# From the Gym....



## dubnut71 (Jul 25, 2006)

Shot the 3 guys I train with for some editorial stuff today, even managed to squeeze a shot of myself in !!! Its for their web, print and direct marketing:


----------



## MR Ray (Jun 29, 2007)

Great shots

what kit did you use?


----------



## Keith_sir (Jun 27, 2011)

Soft!

Haha kidding. Great shots.


----------



## dubnut71 (Jul 25, 2006)

MR Ray said:


> Great shots
> 
> what kit did you use?


Shorts and a t-shirt usually.......!

D700 with 85mm f1.4, 70-200mm f2.8 and 17-35mm f2.8, vivitar 285HV off camera firing remotely on top of a manfrotto light stand, also some taken with the Hasselblad 500CM but being film they are away for processing!!!:thumb:


----------



## Gruffs (Dec 10, 2007)

I feel inadequate looking at photos of these guys. 

As usual, i love your DOF, shame about your left arm though i can see why.


----------



## STEALTH K3 (Dec 29, 2006)

Why is he sat on the leg press its half empty


----------



## n_d_fox (Apr 18, 2007)

^^ because he can i suppose... i wouldnt tell him he couldn't...lol

Looks like a well stocked gym, plenty of kit anyhow !

Cracking shots as usual... big bunch of lads you train with eh... was one of these guys the owner of the white TTS you shot in the studio a while back !?


----------



## ocatoro (Oct 3, 2011)

the watermarks dont lie... those really are exceptional... 

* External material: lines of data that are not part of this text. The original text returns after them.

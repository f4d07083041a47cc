//! Leaderboard
//!
//! Ranked top-N view of users, cached as one immutable snapshot and
//! refreshed from the repository when it is too small or too old.
//!
//! The leaderboard never consults the identity cache, and writes to the
//! identity cache never invalidate it.

pub mod cache;
pub mod snapshot;

pub use cache::{LeaderboardCache, LeaderboardConfig, LeaderboardStats};
pub use snapshot::LeaderboardSnapshot;
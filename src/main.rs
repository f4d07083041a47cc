//! playtime-cache
//!
//! Small driver for the caching core: seeds an in-memory repository from a
//! JSON file, then serves the leaderboard and name lookups through the
//! caches.
//!
//! ```text
//! ┌──────────────┐    ┌──────────────┐    ┌──────────────────────┐
//! │  users.json  │───▶│  Repository  │◀───│ UserService          │
//! └──────────────┘    └──────────────┘    │  ├─ IdentityCache     │
//!                                         │  └─ LeaderboardCache  │
//!                                         └──────────────────────┘
//! ```

use std::path::PathBuf;
use std::sync::Arc;

use clap::Parser;
use tracing::{info, Level};
use tracing_subscriber::{fmt, prelude::*, EnvFilter};

use playtime_cache::adapters::{InMemoryUserRepository, LoggingEventPublisher};
use playtime_cache::config::Settings;
use playtime_cache::domain::User;
use playtime_cache::error::Result;
use playtime_cache::service::UserService;

// =============================================================================
// CLI Arguments
// =============================================================================

/// Serve a playtime leaderboard from a seeded in-memory store
#[derive(Parser, Debug)]
#[command(author, version, about, long_about = None)]
struct Args {
    /// Settings file (YAML); defaults apply when omitted
    #[arg(long, env = "PLAYTIME_CONFIG")]
    config: Option<PathBuf>,

    /// JSON array of users to seed the repository with
    #[arg(long, env = "PLAYTIME_SEED")]
    seed: Option<PathBuf>,

    /// Leaderboard size; defaults to leaderboard.query_limit
    #[arg(long, allow_negative_numbers = true)]
    limit: Option<i32>,

    /// Names to resolve through the identity cache
    #[arg(long = "lookup")]
    lookups: Vec<String>,

    /// Log level (trace, debug, info, warn, error)
    #[arg(long, env = "LOG_LEVEL", default_value = "info")]
    log_level: String,

    /// Output logs as JSON
    #[arg(long, env = "LOG_JSON")]
    log_json: bool,
}

// =============================================================================
// Main
// =============================================================================

#[tokio::main]
async fn main() -> Result<()> {
    let args = Args::parse();

    init_logging(&args);

    let settings = match &args.config {
        Some(path) => Settings::load(path)?,
        None => Settings::default(),
    };

    let repository = Arc::new(match &args.seed {
        Some(path) => InMemoryUserRepository::load(path)?,
        None => InMemoryUserRepository::new(),
    });

    let service = UserService::from_settings(&settings, repository.clone())
        .with_publisher(Arc::new(LoggingEventPublisher::info_level()));
    let sweeper = service.cache().spawn_sweeper();

    let limit = args.limit.unwrap_or(settings.leaderboard.query_limit);
    info!("Starting playtime cache");
    info!("  Users in store: {}", repository.len());
    info!("  Leaderboard size: {}", limit);

    let top = service.find_top(limit).await;
    print_leaderboard(&top);

    // second request is answered from the snapshot
    let again = service.find_top(limit).await;
    info!(
        entries = again.len(),
        repository_queries = repository.top_queries(),
        "Leaderboard requested twice"
    );

    for name in &args.lookups {
        match service.find_by_name(name).await? {
            Some(user) => println!("{} -> {} ({})", name, user.uuid(), user.playtime()),
            None => println!("{} -> not found", name),
        }
    }

    info!(stats = ?service.cache().stats(), "Identity cache");
    info!(stats = ?service.leaderboard().stats(), "Leaderboard cache");

    if let Some(handle) = sweeper {
        handle.abort();
    }
    Ok(())
}

fn print_leaderboard(users: &[User]) {
    if users.is_empty() {
        println!("(leaderboard is empty)");
        return;
    }
    for (rank, user) in users.iter().enumerate() {
        println!("{:>3}. {:<16} {}", rank + 1, user.name(), user.playtime());
    }
}

fn init_logging(args: &Args) {
    let level = match args.log_level.to_lowercase().as_str() {
        "trace" => Level::TRACE,
        "debug" => Level::DEBUG,
        "info" => Level::INFO,
        "warn" => Level::WARN,
        "error" => Level::ERROR,
        _ => Level::INFO,
    };

    let filter = EnvFilter::from_default_env().add_directive(level.into());

    if args.log_json {
        tracing_subscriber::registry()
            .with(filter)
            .with(fmt::layer().json().with_writer(std::io::stderr))
            .init();
    } else {
        tracing_subscriber::registry()
            .with(filter)
            .with(fmt::layer().with_target(true).with_writer(std::io::stderr))
            .init();
    }
}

only problem is i now have an urge to start training again and know how much its going to hurt haha


----------



## Matt. (Aug 26, 2007)

Great shots.

Surely if one of these guys owns the TTS you shot they sturggle to fit in it.

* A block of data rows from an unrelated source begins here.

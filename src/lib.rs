//! playtime-cache - In-memory caching core for player playtime records
//!
//! Shields a persistent user store from repeated lookups during
//! high-frequency events (player join/leave, periodic UI refresh, name
//! resolution).
//!
//! # Architecture
//!
//! ```text
//!                    ┌──────────────────────────┐
//!                    │       UserService        │
//!                    └──────────────────────────┘
//!                      │          │           │
//!                      ▼          ▼           ▼
//!          ┌──────────────┐ ┌────────────┐ ┌────────────────┐
//!          │ IdentityCache│ │ Leaderboard│ │ UserRepository │
//!          │ uuid ◀─ name │ │   Cache    │─▶│    (port)      │
//!          └──────────────┘ └────────────┘ └────────────────┘
//! ```
//!
//! The two caches are independent: neither consults nor invalidates the
//! other.
//!
//! # Modules
//!
//! - [`adapters`] - In-memory repository and event publishers
//! - [`cache`] - Expiring map and the dual-index identity cache
//! - [`config`] - YAML settings and duration parsing
//! - [`domain`] - User value types, ports and events
//! - [`error`] - Error types
//! - [`leaderboard`] - Leaderboard snapshot and single-slot cache
//! - [`service`] - Read-through user service

pub mod adapters;
pub mod cache;
pub mod config;
pub mod domain;
pub mod error;
pub mod leaderboard;
pub mod service;

// Re-export commonly used types
pub use cache::{IdentityCache, IdentityCacheConfig};
pub use config::Settings;
pub use domain::{PlayTime, User, UserRepository};
pub use error::{Error, Result};
pub use leaderboard::{LeaderboardCache, LeaderboardConfig, LeaderboardSnapshot};
pub use service::{ServiceConfig, UserService};
//! Property-Based Tests for the Identity Cache
//!
//! Drives random sequences of writes, removals and renames against the cache
//! and a plain `HashMap` model of what should be cached.
//!
//! # Test Properties
//!
//! 1. **Dual-index consistency**: a name lookup by a record's current name
//!    returns the same record as the id lookup
//! 2. **No stale aliases**: there is exactly one alias per cached record
//! 3. **Cascading removal**: removed users disappear from both indices

#![cfg(test)]

use std::collections::HashMap;
use std::sync::Arc;
use std::time::Duration;

use proptest::prelude::*;
use uuid::Uuid;

use super::identity::{IdentityCache, IdentityCacheConfig};
use crate::domain::User;

#[derive(Debug, Clone)]
enum Op {
    Put { id: u8, variant: u8 },
    RemoveById { id: u8 },
    RemoveByName { id: u8, variant: u8 },
    Rename { id: u8, variant: u8 },
    Clear,
}

// =============================================================================
// Property Strategies
// =============================================================================

/// Names are unique per id, so two users never compete for one alias.
fn name_of(id: u8, variant: u8) -> String {
    format!("user{}-v{}", id, variant)
}

fn uuid_of(id: u8) -> Uuid {
    Uuid::from_u128(u128::from(id) + 1)
}

fn op_strategy() -> impl Strategy<Value = Op> {
    prop_oneof![
        4 => (0u8..6, 0u8..3).prop_map(|(id, variant)| Op::Put { id, variant }),
        2 => (0u8..6).prop_map(|id| Op::RemoveById { id }),
        2 => (0u8..6, 0u8..3).prop_map(|(id, variant)| Op::RemoveByName { id, variant }),
        3 => (0u8..6, 0u8..3).prop_map(|(id, variant)| Op::Rename { id, variant }),
        1 => Just(Op::Clear),
    ]
}

fn no_expiry_cache() -> IdentityCache {
    IdentityCache::with_config(IdentityCacheConfig {
        expire_after_write: Duration::ZERO,
        expire_after_access: Duration::ZERO,
        sweep_interval: Duration::ZERO,
    })
}

fn apply(cache: &IdentityCache, model: &mut HashMap<Uuid, String>, op: &Op) {
    match *op {
        Op::Put { id, variant } => {
            let name = name_of(id, variant);
            let user = User::new(uuid_of(id), name.clone()).unwrap();
            cache.put(Arc::new(user));
            model.insert(uuid_of(id), name);
        }
        Op::RemoveById { id } => {
            cache.remove_by_id(uuid_of(id));
            model.remove(&uuid_of(id));
        }
        Op::RemoveByName { id, variant } => {
            let name = name_of(id, variant);
            cache.remove_by_name(&name);
            if model.get(&uuid_of(id)) == Some(&name) {
                model.remove(&uuid_of(id));
            }
        }
        Op::Rename { id, variant } => {
            if let Some(user) = cache.get_by_id(uuid_of(id)) {
                let old = user.set_name(name_of(id, variant)).unwrap();
                cache.rename_alias(&user, &old);
                model.insert(uuid_of(id), user.name());
            }
        }
        Op::Clear => {
            cache.clear();
            model.clear();
        }
    }
}

// =============================================================================
// Dual-Index Properties
// =============================================================================

proptest! {
    #![proptest_config(ProptestConfig::with_cases(200))]

    /// Property: after every operation both indices agree with the model.
    #[test]
    fn prop_dual_index_consistency(ops in prop::collection::vec(op_strategy(), 1..60)) {
        let cache = no_expiry_cache();
        let mut model: HashMap<Uuid, String> = HashMap::new();

        for op in &ops {
            apply(&cache, &mut model, op);

            prop_assert_eq!(cache.len(), model.len());
            prop_assert_eq!(cache.stats().aliases, model.len());

            for (uuid, name) in &model {
                let by_id = cache.get_by_id(*uuid);
                let by_name = cache.get_by_name(name);
                prop_assert!(by_id.is_some());
                prop_assert!(by_name.is_some());

                let (by_id, by_name) = (by_id.unwrap(), by_name.unwrap());
                prop_assert!(Arc::ptr_eq(&by_id, &by_name));
                prop_assert_eq!(&by_id.name(), name);
            }
        }
    }

    /// Property: a removed user is gone from both indices, under every name it held.
    #[test]
    fn prop_removal_cascades(
        id in 0u8..6,
        renames in prop::collection::vec(0u8..3, 0..5),
    ) {
        let cache = no_expiry_cache();
        let user = Arc::new(User::new(uuid_of(id), name_of(id, 0)).unwrap());
        cache.put(Arc::clone(&user));

        let mut held = vec![user.name()];
        for variant in renames {
            let old = user.set_name(name_of(id, variant)).unwrap();
            cache.rename_alias(&user, &old);
            held.push(user.name());
        }

        prop_assert!(cache.remove_by_name(&user.name()).is_some());
        prop_assert!(cache.get_by_id(uuid_of(id)).is_none());
        for name in &held {
            prop_assert!(cache.get_by_name(name).is_none());
        }
        prop_assert_eq!(cache.stats().aliases, 0);
    }
}
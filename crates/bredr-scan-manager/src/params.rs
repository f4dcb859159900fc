// Copyright 2025 Neuraville Inc.
// SPDX-License-Identifier: Apache-2.0

//! Scan intensities and parameter tables
//!
//! A parameter table is pure data supplied by the application: a list of
//! profiles, each holding one `{interval, window, type}` entry per intensity
//! level. Intervals and windows are in baseband slots (0.625 ms).

use core::fmt;

use bredr_hal::PageScanType;

#[cfg(feature = "serde")]
use serde::{Deserialize, Serialize};

/// Requested scan intensity, totally ordered from "no request" upwards
#[derive(Debug, Clone, Copy, PartialEq, Eq, Hash, PartialOrd, Ord, Default)]
#[cfg_attr(feature = "serde", derive(Serialize, Deserialize))]
#[cfg_attr(feature = "serde", serde(rename_all = "snake_case"))]
pub enum ScanIntensity {
    /// No active request; also marks soft-deleted clients
    #[default]
    PendingRelease,
    /// Forced low-power level used while the bandwidth coordinator throttles
    Throttle,
    Slow,
    Fast,
}

impl ScanIntensity {
    /// Highest ordinary level
    pub const MAX: ScanIntensity = ScanIntensity::Fast;

    /// Levels backed by a parameter table entry
    pub const LEVELS: [ScanIntensity; 3] =
        [ScanIntensity::Throttle, ScanIntensity::Slow, ScanIntensity::Fast];

    /// True for every level other than [`ScanIntensity::PendingRelease`]
    pub fn is_active(self) -> bool {
        self > ScanIntensity::PendingRelease
    }

    pub fn name(self) -> &'static str {
        match self {
            ScanIntensity::PendingRelease => "pending-release",
            ScanIntensity::Throttle => "throttle",
            ScanIntensity::Slow => "slow",
            ScanIntensity::Fast => "fast",
        }
    }
}

impl fmt::Display for ScanIntensity {
    fn fmt(&self, f: &mut fmt::Formatter<'_>) -> fmt::Result {
        f.write_str(self.name())
    }
}

/// One `{interval, window, type}` entry
#[derive(Debug, Clone, Copy, PartialEq, Eq, Hash, Default)]
#[cfg_attr(feature = "serde", derive(Serialize, Deserialize))]
#[cfg_attr(feature = "serde", serde(default))]
pub struct ScanParameters {
    pub interval: u16,
    pub window: u16,
    pub scan_type: PageScanType,
}

impl ScanParameters {
    pub const fn new(interval: u16, window: u16, scan_type: PageScanType) -> Self {
        Self {
            interval,
            window,
            scan_type,
        }
    }

    /// A zero interval or window would program a scan that never listens
    pub fn is_satisfiable(&self) -> bool {
        self.interval != 0 && self.window != 0
    }
}

/// Entries for every level of one profile
///
/// A level left at its default (all zero) is unsatisfiable.
#[derive(Debug, Clone, Copy, PartialEq, Eq, Default)]
#[cfg_attr(feature = "serde", derive(Serialize, Deserialize))]
#[cfg_attr(feature = "serde", serde(default))]
pub struct ScanProfile {
    pub throttle: ScanParameters,
    pub slow: ScanParameters,
    pub fast: ScanParameters,
}

impl ScanProfile {
    pub fn entry(&self, intensity: ScanIntensity) -> Option<&ScanParameters> {
        match intensity {
            ScanIntensity::PendingRelease => None,
            ScanIntensity::Throttle => Some(&self.throttle),
            ScanIntensity::Slow => Some(&self.slow),
            ScanIntensity::Fast => Some(&self.fast),
        }
    }
}

/// Profile-indexed parameter table, immutable once registered
#[derive(Debug, Clone, PartialEq, Eq, Default)]
#[cfg_attr(feature = "serde", derive(Serialize, Deserialize))]
pub struct ScanParameterTable {
    pub profiles: Vec<ScanProfile>,
}

impl ScanParameterTable {
    pub fn new(profiles: Vec<ScanProfile>) -> Self {
        Self { profiles }
    }

    pub fn len(&self) -> usize {
        self.profiles.len()
    }

    pub fn is_empty(&self) -> bool {
        self.profiles.is_empty()
    }

    pub fn entry(&self, profile: usize, intensity: ScanIntensity) -> Option<&ScanParameters> {
        self.profiles.get(profile)?.entry(intensity)
    }

    /// Entry for `intensity` in `profile`, only if it is satisfiable
    pub fn satisfiable_entry(&self, profile: usize, intensity: ScanIntensity) -> Option<ScanParameters> {
        self.entry(profile, intensity)
            .filter(|params| params.is_satisfiable())
            .copied()
    }
}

What model are those Adidas trainers?


----------



## dubnut71 (Jul 25, 2006)

n_d_fox said:


> ^^ because he can i suppose... i wouldnt tell him he couldn't...lol
> 
> Looks like a well stocked gym, plenty of kit anyhow !
> 
> Cracking shots as usual... big bunch of lads you train with eh... was one of these guys the owner of the white TTS you shot in the studio a while back !?


Nope, he trains with us (we train as a 5) but wasn't around on Sunday but in fact he is even bigger....!



ocatoro said:


> the watermarks dont lie... those really are exceptional...
> 
> only problem is i now have an urge to start training again and know how much its going to hurt haha


Ah make it happen mate, its a great feeling !!


Matt. said:


> Great shots.
> 
> Surely if one of these guys owns the TTS you shot they sturggle to fit in it.
> 
> What model are those Adidas trainers?


Yeah Jim does fit pin the TTS pretty snugly but as for the trainers on Alan, I have no idea sorry and asking him is a bit "gok wan" for us I'm afraid!!":thumb:


----------



## Brazo (Oct 27, 2005)

Thems are big guys!!!


----------



## nickfrog (Nov 29, 2010)

Great pics, although they might be more appropriate in the gay section ?


----------



## Nanoman (Jan 17, 2009)

what a bunch of pansies.

joking aside you can be seen in the mirror on at least one pic. Good though.


----------



## GIZTO29 (May 8, 2009)

Like the processing in the colour leg press shot  Nice set


----------